How Agriculture Changed our DNA

A Beautiful Sweetheart in a Corn/Beans/Squash Field (no GMO’s involved) at Four String Farm in Rockport

Scientists have discovered that changes in agriculture can cause changes in human DNA.  A study published in the journal Nature reveals that various agricultural revolutions over time led to dramatic changes in skin color, height, digestion, and other traits.

Populations grew lighter or darker, shorter or taller, depending on the circumstances of their agriculture. 

For example, scientists long believed that people were lighter skinned in northern climates compared to southern climates because lighter skin allowed for greater absorption of vitamin D from the sun. However, Dr. Reich suggests in this study that prior to the agricultural revolution, the inhabitants of these northern climes were dark-skinned, just as people further south.

Dr. Reich claims that the shift to eating grains from crops and away from the meat-based diet they consumed as hunter-gatherers–and the resulting decrease in vitamin D in their diet–caused their skin to lighten over time.

Many of these genetic changes occurred relatively quickly, not slowly over eons as scientists once believed.  For example, soon after the first cities formed around milk-producing livestock, the LCT gene evolved to allow people to digest milk without getting sick. 

As another example, shortly after the domestication of wheat, the gene SLC224A changed to allow greater absorption of protein from wheat.  This gene that allowed humans to digest wheat is also responsible for irritable bowel syndrome.  Some genetic changes come with a price. 

This research opens a new and unsettling question:  How is modern agriculture changing the DNA of mankind?  Agricultural practices remained fairly static for thousands of years, from the Roman age until the 1950’s.  The modern rise of large-scale chemical agriculture is a new agricultural revolution.   

The concurrent rise of obesity is the clearest indicator that changes in agriculture can cause changes in our bodies.  Our bodies, our physical selves, are linked to farming practices through the food we eat.  But what is not so clear is how these changes will influence our DNA. 

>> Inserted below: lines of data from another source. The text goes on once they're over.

//! Settings files.
//!
//! ```toml
//! [extraction]
//! min_year = 1980
//! max_year = 2039
//! century_bases = [1900, 2000]
//! delimiters = ["-", "_", "/", "\\", "."]
//! placeholder_day = "01"
//!
//! [table]
//! chunk_size = 100
//! text_column = "filename"
//! ```
//!
//! Every key is optional.

use crate::Options;
use crate::error::{DatestampError, Result};
use serde::Deserialize;
use std::path::Path;

/// Orchestrator settings for CSV processing.
#[derive(Debug, Clone, PartialEq, Eq, Deserialize)]
#[serde(default, deny_unknown_fields)]
pub struct TableOptions {
    /// Rows evaluated and written per chunk.
    pub chunk_size: usize,
    /// Header name of the column to evaluate; the last column when unset.
    pub text_column: Option<String>,
}

impl Default for TableOptions {
    fn default() -> Self {
        Self { chunk_size: 100, text_column: None }
    }
}

impl TableOptions {
    pub fn validate(&self) -> Result<()> {
        if self.chunk_size == 0 {
            return Err(invalid("chunk_size", "must be at least 1"));
        }
        Ok(())
    }
}

#[derive(Debug, Clone, Default, PartialEq, Eq, Deserialize)]
#[serde(default, deny_unknown_fields)]
pub struct Settings {
    pub extraction: Options,
    pub table: TableOptions,
}

impl Settings {
    /// Load and validate a TOML settings file.
    pub fn from_toml_file(path: impl AsRef<Path>) -> Result<Self> {
        let path = path.as_ref();
        let raw = std::fs::read_to_string(path)?;
        let settings = Self::from_toml_str(&raw)?;
        tracing::debug!(path = %path.display(), "loaded settings");
        Ok(settings)
    }

    pub fn from_toml_str(raw: &str) -> Result<Self> {
        let settings: Settings = toml::from_str(raw)?;
        settings.validate()?;
        Ok(settings)
    }

    pub fn validate(&self) -> Result<()> {
        self.extraction.validate()?;
        self.table.validate()
    }
}

impl Options {
    /// Check the bounds are usable.
    pub fn validate(&self) -> Result<()> {
        if self.min_year > self.max_year {
            return Err(invalid(
                "min_year",
                format!("{} is greater than max_year {}", self.min_year, self.max_year),
            ));
        }
        if self.century_bases.is_empty() {
            return Err(invalid("century_bases", "at least one century is required"));
        }
        if self.delimiters.is_empty() {
            return Err(invalid("delimiters", "at least one delimiter is required"));
        }
        for (i, d) in self.delimiters.iter().enumerate() {
            if self.delimiters[..i].contains(d) {
                return Err(invalid("delimiters", format!("`{d}` listed twice")));
            }
        }
        let day_ok = (1..=2).contains(&self.placeholder_day.len())
            && self.placeholder_day.bytes().all(|b| b.is_ascii_digit())
            && self.placeholder_day.parse::<u32>().is_ok_and(|d| (1..=31).contains(&d));
        if !day_ok {
            return Err(invalid("placeholder_day", format!("`{}` is not a day of month", self.placeholder_day)));
        }
        Ok(())
    }
}

fn invalid(field: &'static str, reason: impl Into<String>) -> DatestampError {
    DatestampError::InvalidOptions { field, reason: reason.into() }
}

#[cfg(test)]
mod tests {
    use super::*;
    use crate::Delimiter;

    #[test]
    fn empty_file_is_all_defaults() {
        let settings = Settings::from_toml_str("").unwrap();
        assert_eq!(settings, Settings::default());
        assert_eq!(settings.table.chunk_size, 100);
        assert_eq!(settings.extraction.min_year, 1980);
    }

    #[test]
    fn partial_tables_keep_other_defaults() {
        let raw = r#"
            [extraction]
            max_year = 2050
            delimiters = ["_", "-"]

            [table]
            text_column = "filename"
        "#;
        let settings = Settings::from_toml_str(raw).unwrap();
        assert_eq!(settings.extraction.max_year, 2050);
        assert_eq!(settings.extraction.min_year, 1980);
        assert_eq!(settings.extraction.delimiters, vec![Delimiter::Underscore, Delimiter::Hyphen]);
        assert_eq!(settings.table.text_column.as_deref(), Some("filename"));
        assert_eq!(settings.table.chunk_size, 100);
    }

    #[test]
    fn unknown_keys_and_bad_delimiters_are_config_errors() {
        assert!(matches!(Settings::from_toml_str("[extraction]\nmin_yeer = 1990"), Err(DatestampError::Config(_))));
        assert!(matches!(
            Settings::from_toml_str("[extraction]\ndelimiters = [\"+\"]"),
            Err(DatestampError::Config(_))
        ));
    }

    #[test]
    fn validation_failures() {
        let cases: Vec<(&str, &str)> = vec![
            ("min_year", "[extraction]\nmin_year = 2050"),
            ("delimiters", "[extraction]\ndelimiters = []"),
            ("delimiters", "[extraction]\ndelimiters = [\"-\", \"-\"]"),
            ("century_bases", "[extraction]\ncentury_bases = []"),
            ("placeholder_day", "[extraction]\nplaceholder_day = \"x1\""),
            ("placeholder_day", "[extraction]\nplaceholder_day = \"32\""),
            ("chunk_size", "[table]\nchunk_size = 0"),
        ];
        for (field, raw) in cases {
            match Settings::from_toml_str(raw) {
                Err(DatestampError::InvalidOptions { field: f, .. }) => assert_eq!(f, field, "{raw}"),
                other => panic!("expected InvalidOptions for {raw:?}, got {other:?}"),
            }
        }
    }

    #[test]
    fn reads_from_disk() {
        let dir = tempfile::tempdir().unwrap();
        let path = dir.path().join("datestamp.toml");
        std::fs::write(&path, "[table]\nchunk_size = 7\n").unwrap();
        assert_eq!(Settings::from_toml_file(&path).unwrap().table.chunk_size, 7);
        assert!(matches!(Settings::from_toml_file(dir.path().join("nope.toml")), Err(DatestampError::Io(_))));
    }
}
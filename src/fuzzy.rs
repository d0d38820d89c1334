//! Fuzzy token-based date parsing.
//!
//! Splits the input into digit runs and words, ignores anything that is not a
//! number or a month name, then assigns numbers to year/month/day the way a
//! US-dialect general parser would:
//!
//! ```text
//! "2021-07-15"      year first     -> Y M D
//! "12/25/2020"      otherwise      -> M D Y
//! "15 March 2021"   month name     -> D (Y)
//! "25-12-2020"      month > 12     -> swap month/day
//! "20210715"        single 8-digit -> YYYYMMDD
//! ```
//!
//! Components the text does not mention are taken from a caller-supplied
//! default date. Two-digit years use a fixed 1950/2049 pivot, independent of
//! the plausible-year window.

use chrono::{Datelike, NaiveDate};
use once_cell::sync::Lazy;
use std::collections::HashMap;

/// Month names and abbreviations, longest alternative first.
pub(crate) const MONTH_PATTERN: &str = r"(?:january|jan|february|feb|march|mar|april|apr|may|june|jun|july|jul|august|aug|september|sept|sep|october|oct|november|nov|december|dec)";

pub(crate) static MONTH_NAME: Lazy<HashMap<&'static str, u32>> = Lazy::new(|| {
    HashMap::from([
        ("january", 1),
        ("jan", 1),
        ("february", 2),
        ("feb", 2),
        ("march", 3),
        ("mar", 3),
        ("april", 4),
        ("apr", 4),
        ("may", 5),
        ("june", 6),
        ("jun", 6),
        ("july", 7),
        ("jul", 7),
        ("august", 8),
        ("aug", 8),
        ("september", 9),
        ("sept", 9),
        ("sep", 9),
        ("october", 10),
        ("oct", 10),
        ("november", 11),
        ("nov", 11),
        ("december", 12),
        ("dec", 12),
    ])
});

/// Month number for a (case-insensitive) month name or abbreviation.
pub(crate) fn month_from_name(word: &str) -> Option<u32> {
    MONTH_NAME.get(word.to_ascii_lowercase().as_str()).copied()
}

/// Normalize a year value to a 4-digit year.
///
/// For 2-digit years:
/// - 50-99 are interpreted as 1950-1999
/// - 0-49 are interpreted as 2000-2049
///
/// For values >= 100, returns the value as-is.
pub(crate) fn year_from(val: u32) -> i32 {
    let val = val as i32;
    if val < 100 { if val >= 50 { 1900 + val } else { 2000 + val } } else { val }
}

/// Year from a `(value, written width)` token; only short tokens pivot.
fn year_token((value, len): (u32, usize)) -> i32 {
    if len <= 2 { year_from(value) } else { value as i32 }
}

#[derive(Debug, Clone, Copy, PartialEq, Eq)]
enum Piece<'a> {
    Number(&'a str),
    Month(u32),
}

fn tokenize(text: &str) -> Vec<Piece<'_>> {
    let mut pieces = Vec::new();
    let bytes = text.as_bytes();
    let mut i = 0;
    while i < bytes.len() {
        let start = i;
        if bytes[i].is_ascii_digit() {
            while i < bytes.len() && bytes[i].is_ascii_digit() {
                i += 1;
            }
            pieces.push(Piece::Number(&text[start..i]));
        } else if bytes[i].is_ascii_alphabetic() {
            while i < bytes.len() && bytes[i].is_ascii_alphabetic() {
                i += 1;
            }
            if let Some(month) = month_from_name(&text[start..i]) {
                pieces.push(Piece::Month(month));
            }
        } else {
            i += 1;
        }
    }
    pieces
}

/// Parse `text` into a date, filling unspecified parts from `default`.
///
/// Returns `None` when nothing date-like is present, when there are more
/// numbers than date components, or when the assembled date does not exist.
pub(crate) fn parse(text: &str, default: NaiveDate) -> Option<NaiveDate> {
    let pieces = tokenize(text);

    let month_name = pieces.iter().find_map(|p| match p {
        Piece::Month(m) => Some(*m),
        Piece::Number(_) => None,
    });
    let numbers: Vec<&str> = pieces
        .iter()
        .filter_map(|p| match p {
            Piece::Number(n) => Some(*n),
            Piece::Month(_) => None,
        })
        .collect();

    if let ([n], None) = (numbers.as_slice(), month_name) {
        match n.len() {
            8 => return compact(&n[0..4], &n[4..6], &n[6..8], false),
            6 => return compact(&n[0..2], &n[2..4], &n[4..6], true),
            _ => {}
        }
    }

    if numbers.is_empty() && month_name.is_none() {
        return None;
    }
    if numbers.len() > 3 || numbers.iter().any(|n| n.len() > 4) {
        return None;
    }

    let values: Vec<(u32, usize)> = numbers.iter().map(|n| n.parse().ok().map(|v| (v, n.len()))).collect::<Option<_>>()?;

    let year_idx = values.iter().position(|&(v, len)| len >= 3 || v > 31);
    let mut year = year_idx.map(|i| year_token(values[i]));
    let mut rest = values.iter().enumerate().filter(|(i, _)| Some(*i) != year_idx).map(|(_, token)| *token);

    let (mut month, mut day) = match month_name {
        Some(m) => (Some(m), rest.next().map(|(v, _)| v)),
        None => (rest.next().map(|(v, _)| v), rest.next().map(|(v, _)| v)),
    };
    if year.is_none() {
        year = rest.next().map(year_token);
    }
    if rest.next().is_some() {
        return None;
    }

    if let (Some(m), Some(d)) = (month, day) {
        if m > 12 && d <= 12 {
            (month, day) = (Some(d), Some(m));
        }
    }

    NaiveDate::from_ymd_opt(
        year.unwrap_or(default.year()),
        month.unwrap_or(default.month()),
        day.unwrap_or(default.day()),
    )
}

fn compact(year: &str, month: &str, day: &str, short_year: bool) -> Option<NaiveDate> {
    let year: u32 = year.parse().ok()?;
    let year = if short_year { year_from(year) } else { year as i32 };
    NaiveDate::from_ymd_opt(year, month.parse().ok()?, day.parse().ok()?)
}

#[cfg(test)]
mod tests {
    use super::*;

    fn default() -> NaiveDate {
        NaiveDate::from_ymd_opt(2000, 1, 1).unwrap()
    }

    fn iso(text: &str) -> Option<String> {
        parse(text, default()).map(|d| d.format("%Y-%m-%d").to_string())
    }

    #[test]
    fn numeric_orders() {
        let cases: Vec<(&str, &str)> = vec![
            ("2021-07-15", "2021-07-15"),
            ("2021/7/5", "2021-07-05"),
            ("12/25/2020", "2020-12-25"),
            ("11-01-05", "2005-11-01"),
            ("25-12-2020", "2020-12-25"),
            ("07-2021", "2021-07-01"),
            ("2021_07", "2021-07-01"),
            ("05-14", "2000-05-14"),
            ("20210715", "2021-07-15"),
            ("210715", "2021-07-15"),
        ];
        for (input, expected) in cases {
            assert_eq!(iso(input).as_deref(), Some(expected), "input {input:?}");
        }
    }

    #[test]
    fn month_names() {
        assert_eq!(iso("15 March 2021").as_deref(), Some("2021-03-15"));
        assert_eq!(iso("Mar 15, 2021").as_deref(), Some("2021-03-15"));
        assert_eq!(iso("SEPT 2019").as_deref(), Some("2019-09-01"));
        assert_eq!(iso("3rd of june 99").as_deref(), Some("1999-06-03"));
    }

    #[test]
    fn words_are_ignored() {
        assert_eq!(iso("filed on 2021-07-15 by legal").as_deref(), Some("2021-07-15"));
    }

    #[test]
    fn rejects_non_dates() {
        assert_eq!(iso("no numbers"), None);
        assert_eq!(iso("2021-02-30"), None);
        assert_eq!(iso("1 2 3 4"), None);
        assert_eq!(iso("123456789"), None);
        assert_eq!(iso("13-13-2020"), None);
    }

    #[test]
    fn long_year_tokens_are_literal() {
        assert_eq!(iso("0004-01-21").as_deref(), Some("0004-01-21"));
        assert_eq!(iso("Jan 5 0021").as_deref(), Some("0021-01-05"));
        assert_eq!(iso("Jan 5 21").as_deref(), Some("2021-01-05"));
    }

    #[test]
    fn two_digit_pivot() {
        assert_eq!(year_from(49), 2049);
        assert_eq!(year_from(50), 1950);
        assert_eq!(year_from(5), 2005);
        assert_eq!(year_from(2021), 2021);
    }
}
//! Canonical `YYYY-MM-DD` standardization.
//!
//! Every evaluator result passes through [`standardize_date`] before it is
//! recorded, so the consensus step compares like with like. Rules are tried in
//! order and the first rule whose *shape* matches decides the outcome; a shape
//! match with out-of-range values yields an empty string rather than falling
//! through to later rules.
//!
//! ```text
//! "2021"          bare year          -> 2021-01-01
//! "7/21"          month/year         -> 2021-07-01
//! "2021.7"        year/month         -> 2021-07-01
//! "05-03-2021"    month/day/year     -> 2021-05-03
//! "25-12-2020"    day/month/year     -> 2020-12-25   (swap fallback)
//! "Q3"            no digit run       -> ""
//! anything else   fuzzy parse        -> year must be plausible
//! ```

use crate::Options;
use crate::fuzzy;
use chrono::{Datelike, NaiveDate};

/// Date used to fill components the fuzzy fallback cannot find.
const FUZZY_DEFAULT: (i32, u32, u32) = (2000, 1, 1);

/// Standardize `text` to `YYYY-MM-DD`, or return an empty string.
pub fn standardize_date(text: &str, options: &Options) -> String {
    standardize(text.trim(), options).unwrap_or_default()
}

fn standardize(s: &str, options: &Options) -> Option<String> {
    if s.is_empty() {
        return None;
    }

    if let Some(caps) = regex!(r"^([0-9]{4})$").captures(s) {
        let year: i32 = caps[1].parse().ok()?;
        return options.is_plausible_year(year).then(|| format!("{year:04}-01-01"));
    }

    if let Some(caps) = regex!(r"^([0-9]{1,2})[-_/\\.]([0-9]{2,4})$").captures(s) {
        let month = month_value(&caps[1])?;
        let year = options.expand_year_field(&caps[2])?;
        return Some(canonical(year, month, 1));
    }

    if let Some(caps) = regex!(r"^([0-9]{4})[-_/\\.]([0-9]{1,2})$").captures(s) {
        let year = options.expand_year_field(&caps[1])?;
        let month = month_value(&caps[2])?;
        return Some(canonical(year, month, 1));
    }

    if let Some(caps) = regex!(r"^([0-9]{1,2})[-_/\\.]([0-9]{1,2})[-_/\\.]([0-9]{2,4})$").captures(s) {
        let first: u32 = caps[1].parse().ok()?;
        let second: u32 = caps[2].parse().ok()?;
        let year = options.expand_year_field(&caps[3])?;
        if (1..=12).contains(&first) && (1..=31).contains(&second) {
            return Some(canonical(year, first, second));
        }
        if (1..=12).contains(&second) && (1..=31).contains(&first) {
            return Some(canonical(year, second, first));
        }
        return None;
    }

    if !regex!(r"[0-9]{2}").is_match(s) {
        return None;
    }

    let (y, m, d) = FUZZY_DEFAULT;
    let date = fuzzy::parse(s, NaiveDate::from_ymd_opt(y, m, d)?)?;
    options.is_plausible_year(date.year()).then(|| date.format("%Y-%m-%d").to_string())
}

fn month_value(field: &str) -> Option<u32> {
    let month: u32 = field.parse().ok()?;
    (1..=12).contains(&month).then_some(month)
}

fn canonical(year: i32, month: u32, day: u32) -> String {
    format!("{year:04}-{month:02}-{day:02}")
}

#[cfg(test)]
mod tests {
    use super::*;

    fn standardized(text: &str) -> String {
        standardize_date(text, &Options::default())
    }

    #[test]
    fn standardize_examples() {
        // (expected, input)
        let cases: Vec<(&str, &str)> = vec![
            ("2021-01-01", "2021"),
            ("2039-01-01", "2039"),
            ("1980-01-01", "1980"),
            ("2021-07-01", "7/21"),
            ("2021-07-01", "07-2021"),
            ("1999-12-01", "12_99"),
            ("2021-07-01", "2021.7"),
            ("2021-05-03", "05-03-2021"),
            ("2020-12-25", "25-12-2020"),
            ("2005-11-01", "11-01-05"),
            ("2014-05-01", "05_01_14"),
            ("2021-03-15", "March 15, 2021"),
            ("2021-07-15", "  2021-07-15  "),
        ];
        for (expected, input) in cases {
            assert_eq!(standardized(input), expected, "input {input:?}");
        }
    }

    #[test]
    fn rejected_inputs_are_empty() {
        let inputs = [
            "", "   ", "2040", "1979", "13-2021", "12-2040", "2021-13", "13-13-2020", "01-01-50", "Q3", "v2", "2040-01-01",
            "1979-12-31", "2021-02-30", "July 4th",
        ];
        for input in inputs {
            assert_eq!(standardized(input), "", "input {input:?}");
        }
    }

    #[test]
    fn zero_padded_years_are_literal() {
        for input in ["0004-01-21", "0021-03-15", "Jan 5 0021", "01-15-0021", "3-0021", "0021.3"] {
            assert_eq!(standardized(input), "", "input {input:?}");
        }
    }

    #[test]
    fn canonical_input_is_unchanged() {
        for input in ["2021-07-15", "1980-01-01", "2039-12-31", "2005-11-01", "2020-02-29"] {
            assert_eq!(standardized(input), input);
        }
    }

    #[test]
    fn window_is_configurable() {
        let opts = Options { min_year: 1900, max_year: 2100, ..Options::default() };
        assert_eq!(standardize_date("2040", &opts), "2040-01-01");
        assert_eq!(standardize_date("01-01-50", &opts), "1950-01-01");
    }
}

We are now consuming a vast array of newly-invented chemicals applied as fertilizers, herbicides, and pesticides to our produce, and as hormones, steroids, and antibiotics to our livestock.  On top of that, much of our diet is now GMO, or “genetically modified organisms”. 

We know that diet can change our DNA, and now the food itself has been genetically altered.

This massive social experiment we are conducting on ourselves sounds more like science fiction than science. Unfortunately, the unseen costs of our modern diet will remain a mystery until they are revealed decades from now in the genes of our children and grandchildren.